Requirement:
Search the lines of the records for the word "returns", and copy every line that has it.

Saved data entries
++++++++

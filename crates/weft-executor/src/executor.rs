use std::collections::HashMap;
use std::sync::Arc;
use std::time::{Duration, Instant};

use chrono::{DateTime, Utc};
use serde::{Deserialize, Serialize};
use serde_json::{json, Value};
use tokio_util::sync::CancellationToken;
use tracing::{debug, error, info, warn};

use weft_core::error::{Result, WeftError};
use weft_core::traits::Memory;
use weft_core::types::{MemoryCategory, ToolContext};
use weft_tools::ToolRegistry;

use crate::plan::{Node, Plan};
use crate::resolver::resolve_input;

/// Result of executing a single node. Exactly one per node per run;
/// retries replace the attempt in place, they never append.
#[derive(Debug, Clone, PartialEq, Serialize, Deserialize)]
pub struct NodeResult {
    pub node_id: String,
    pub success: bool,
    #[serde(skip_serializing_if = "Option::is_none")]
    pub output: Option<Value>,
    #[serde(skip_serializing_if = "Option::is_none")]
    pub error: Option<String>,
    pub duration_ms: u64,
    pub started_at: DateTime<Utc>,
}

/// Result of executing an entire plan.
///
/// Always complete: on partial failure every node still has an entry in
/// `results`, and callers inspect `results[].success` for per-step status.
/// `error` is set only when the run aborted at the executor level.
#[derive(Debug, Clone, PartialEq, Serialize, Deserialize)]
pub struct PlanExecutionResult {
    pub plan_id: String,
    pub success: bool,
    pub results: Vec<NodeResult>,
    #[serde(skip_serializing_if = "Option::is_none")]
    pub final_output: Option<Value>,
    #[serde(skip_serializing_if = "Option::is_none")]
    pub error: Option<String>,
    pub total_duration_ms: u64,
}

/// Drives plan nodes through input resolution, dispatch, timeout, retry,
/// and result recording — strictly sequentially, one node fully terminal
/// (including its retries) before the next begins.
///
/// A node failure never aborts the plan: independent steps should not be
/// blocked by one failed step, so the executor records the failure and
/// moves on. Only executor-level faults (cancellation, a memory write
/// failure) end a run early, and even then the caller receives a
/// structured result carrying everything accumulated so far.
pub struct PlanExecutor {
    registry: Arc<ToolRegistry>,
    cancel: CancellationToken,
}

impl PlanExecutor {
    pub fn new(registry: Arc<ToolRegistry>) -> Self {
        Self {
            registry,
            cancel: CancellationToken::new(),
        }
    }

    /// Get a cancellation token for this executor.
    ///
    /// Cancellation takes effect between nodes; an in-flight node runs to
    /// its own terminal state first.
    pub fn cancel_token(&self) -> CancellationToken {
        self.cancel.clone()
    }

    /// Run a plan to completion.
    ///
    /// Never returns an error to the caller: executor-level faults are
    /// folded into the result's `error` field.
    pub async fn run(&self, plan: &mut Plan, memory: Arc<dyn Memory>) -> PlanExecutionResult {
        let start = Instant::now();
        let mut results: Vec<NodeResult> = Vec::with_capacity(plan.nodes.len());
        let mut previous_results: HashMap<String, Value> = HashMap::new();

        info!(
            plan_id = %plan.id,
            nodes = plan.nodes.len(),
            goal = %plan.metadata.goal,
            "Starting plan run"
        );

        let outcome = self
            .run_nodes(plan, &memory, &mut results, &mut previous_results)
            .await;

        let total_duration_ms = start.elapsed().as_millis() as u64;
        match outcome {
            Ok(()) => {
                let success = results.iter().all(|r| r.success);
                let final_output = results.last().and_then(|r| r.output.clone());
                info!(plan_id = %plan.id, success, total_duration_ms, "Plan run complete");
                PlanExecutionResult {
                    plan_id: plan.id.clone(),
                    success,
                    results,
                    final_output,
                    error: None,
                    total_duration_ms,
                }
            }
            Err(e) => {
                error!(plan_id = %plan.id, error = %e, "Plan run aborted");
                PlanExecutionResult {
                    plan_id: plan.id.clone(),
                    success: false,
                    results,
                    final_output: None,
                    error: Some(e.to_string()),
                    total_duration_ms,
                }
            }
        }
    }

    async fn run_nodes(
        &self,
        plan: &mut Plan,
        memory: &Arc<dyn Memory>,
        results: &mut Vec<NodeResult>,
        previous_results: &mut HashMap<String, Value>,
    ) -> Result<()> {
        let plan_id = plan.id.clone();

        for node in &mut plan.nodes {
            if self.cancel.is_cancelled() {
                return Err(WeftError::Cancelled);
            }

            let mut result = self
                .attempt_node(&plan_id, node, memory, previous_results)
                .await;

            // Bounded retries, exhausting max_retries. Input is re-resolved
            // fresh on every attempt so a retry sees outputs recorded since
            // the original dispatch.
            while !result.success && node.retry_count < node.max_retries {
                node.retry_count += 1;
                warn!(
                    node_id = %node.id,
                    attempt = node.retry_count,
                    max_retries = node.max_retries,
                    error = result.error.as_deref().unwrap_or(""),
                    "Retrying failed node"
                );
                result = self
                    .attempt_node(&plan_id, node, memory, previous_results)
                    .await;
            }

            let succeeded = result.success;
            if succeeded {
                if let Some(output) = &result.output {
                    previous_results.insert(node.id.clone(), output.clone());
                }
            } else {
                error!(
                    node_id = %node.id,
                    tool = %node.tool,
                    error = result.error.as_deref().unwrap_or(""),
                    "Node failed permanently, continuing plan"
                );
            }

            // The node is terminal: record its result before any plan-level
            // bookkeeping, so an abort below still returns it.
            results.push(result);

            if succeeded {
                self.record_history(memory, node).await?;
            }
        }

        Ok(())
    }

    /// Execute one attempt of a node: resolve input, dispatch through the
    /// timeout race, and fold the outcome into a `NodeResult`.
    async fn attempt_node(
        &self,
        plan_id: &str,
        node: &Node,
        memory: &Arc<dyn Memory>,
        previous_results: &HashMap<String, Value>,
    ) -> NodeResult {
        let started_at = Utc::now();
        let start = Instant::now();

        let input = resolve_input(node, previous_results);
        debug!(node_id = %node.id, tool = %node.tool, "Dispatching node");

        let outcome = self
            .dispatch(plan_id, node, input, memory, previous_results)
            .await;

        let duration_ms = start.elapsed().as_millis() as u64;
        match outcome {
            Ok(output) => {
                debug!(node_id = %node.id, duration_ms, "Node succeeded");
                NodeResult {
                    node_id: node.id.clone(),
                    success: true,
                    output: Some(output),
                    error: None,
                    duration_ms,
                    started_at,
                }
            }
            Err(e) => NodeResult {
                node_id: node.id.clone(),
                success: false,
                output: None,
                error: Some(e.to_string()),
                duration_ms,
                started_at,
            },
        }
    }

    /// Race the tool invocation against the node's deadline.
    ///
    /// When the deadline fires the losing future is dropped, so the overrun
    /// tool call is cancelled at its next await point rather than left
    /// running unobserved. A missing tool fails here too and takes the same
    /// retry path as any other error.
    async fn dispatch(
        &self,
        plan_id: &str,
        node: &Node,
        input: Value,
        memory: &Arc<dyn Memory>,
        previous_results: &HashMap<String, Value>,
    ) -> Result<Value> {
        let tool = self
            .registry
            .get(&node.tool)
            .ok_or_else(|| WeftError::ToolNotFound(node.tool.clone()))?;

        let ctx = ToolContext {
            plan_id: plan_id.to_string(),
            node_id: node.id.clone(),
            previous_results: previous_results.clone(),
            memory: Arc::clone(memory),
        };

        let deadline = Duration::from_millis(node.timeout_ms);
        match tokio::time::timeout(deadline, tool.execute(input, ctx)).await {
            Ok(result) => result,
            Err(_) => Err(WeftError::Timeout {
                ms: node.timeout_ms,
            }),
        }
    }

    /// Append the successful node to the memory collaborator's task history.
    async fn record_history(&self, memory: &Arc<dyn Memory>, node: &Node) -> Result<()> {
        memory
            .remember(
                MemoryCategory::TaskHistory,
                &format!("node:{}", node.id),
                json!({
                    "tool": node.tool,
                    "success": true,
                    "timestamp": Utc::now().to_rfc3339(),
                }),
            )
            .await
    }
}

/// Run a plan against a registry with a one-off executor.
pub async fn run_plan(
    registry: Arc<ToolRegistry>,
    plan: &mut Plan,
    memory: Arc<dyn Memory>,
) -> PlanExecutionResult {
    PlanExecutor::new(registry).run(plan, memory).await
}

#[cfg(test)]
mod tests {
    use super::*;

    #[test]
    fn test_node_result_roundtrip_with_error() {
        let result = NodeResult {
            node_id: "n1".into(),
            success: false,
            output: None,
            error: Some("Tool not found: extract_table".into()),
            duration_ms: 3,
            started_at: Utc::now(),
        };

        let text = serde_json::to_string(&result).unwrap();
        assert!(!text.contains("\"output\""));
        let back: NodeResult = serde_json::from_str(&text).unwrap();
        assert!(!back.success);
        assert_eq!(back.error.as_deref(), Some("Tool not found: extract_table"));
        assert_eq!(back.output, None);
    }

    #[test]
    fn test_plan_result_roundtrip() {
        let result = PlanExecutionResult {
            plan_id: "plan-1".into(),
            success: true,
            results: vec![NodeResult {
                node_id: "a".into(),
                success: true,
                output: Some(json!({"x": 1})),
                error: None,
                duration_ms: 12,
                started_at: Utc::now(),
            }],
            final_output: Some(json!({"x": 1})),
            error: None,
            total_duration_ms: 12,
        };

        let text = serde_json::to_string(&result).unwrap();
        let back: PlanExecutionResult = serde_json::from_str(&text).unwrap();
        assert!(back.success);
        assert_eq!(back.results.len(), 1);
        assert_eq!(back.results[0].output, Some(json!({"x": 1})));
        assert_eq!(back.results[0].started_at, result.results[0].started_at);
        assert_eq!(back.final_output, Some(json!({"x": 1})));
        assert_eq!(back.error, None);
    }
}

++++++++

Exercise answer:
    /// Never returns an error to the caller: executor-level faults are
            // bookkeeping, so an abort below still returns it.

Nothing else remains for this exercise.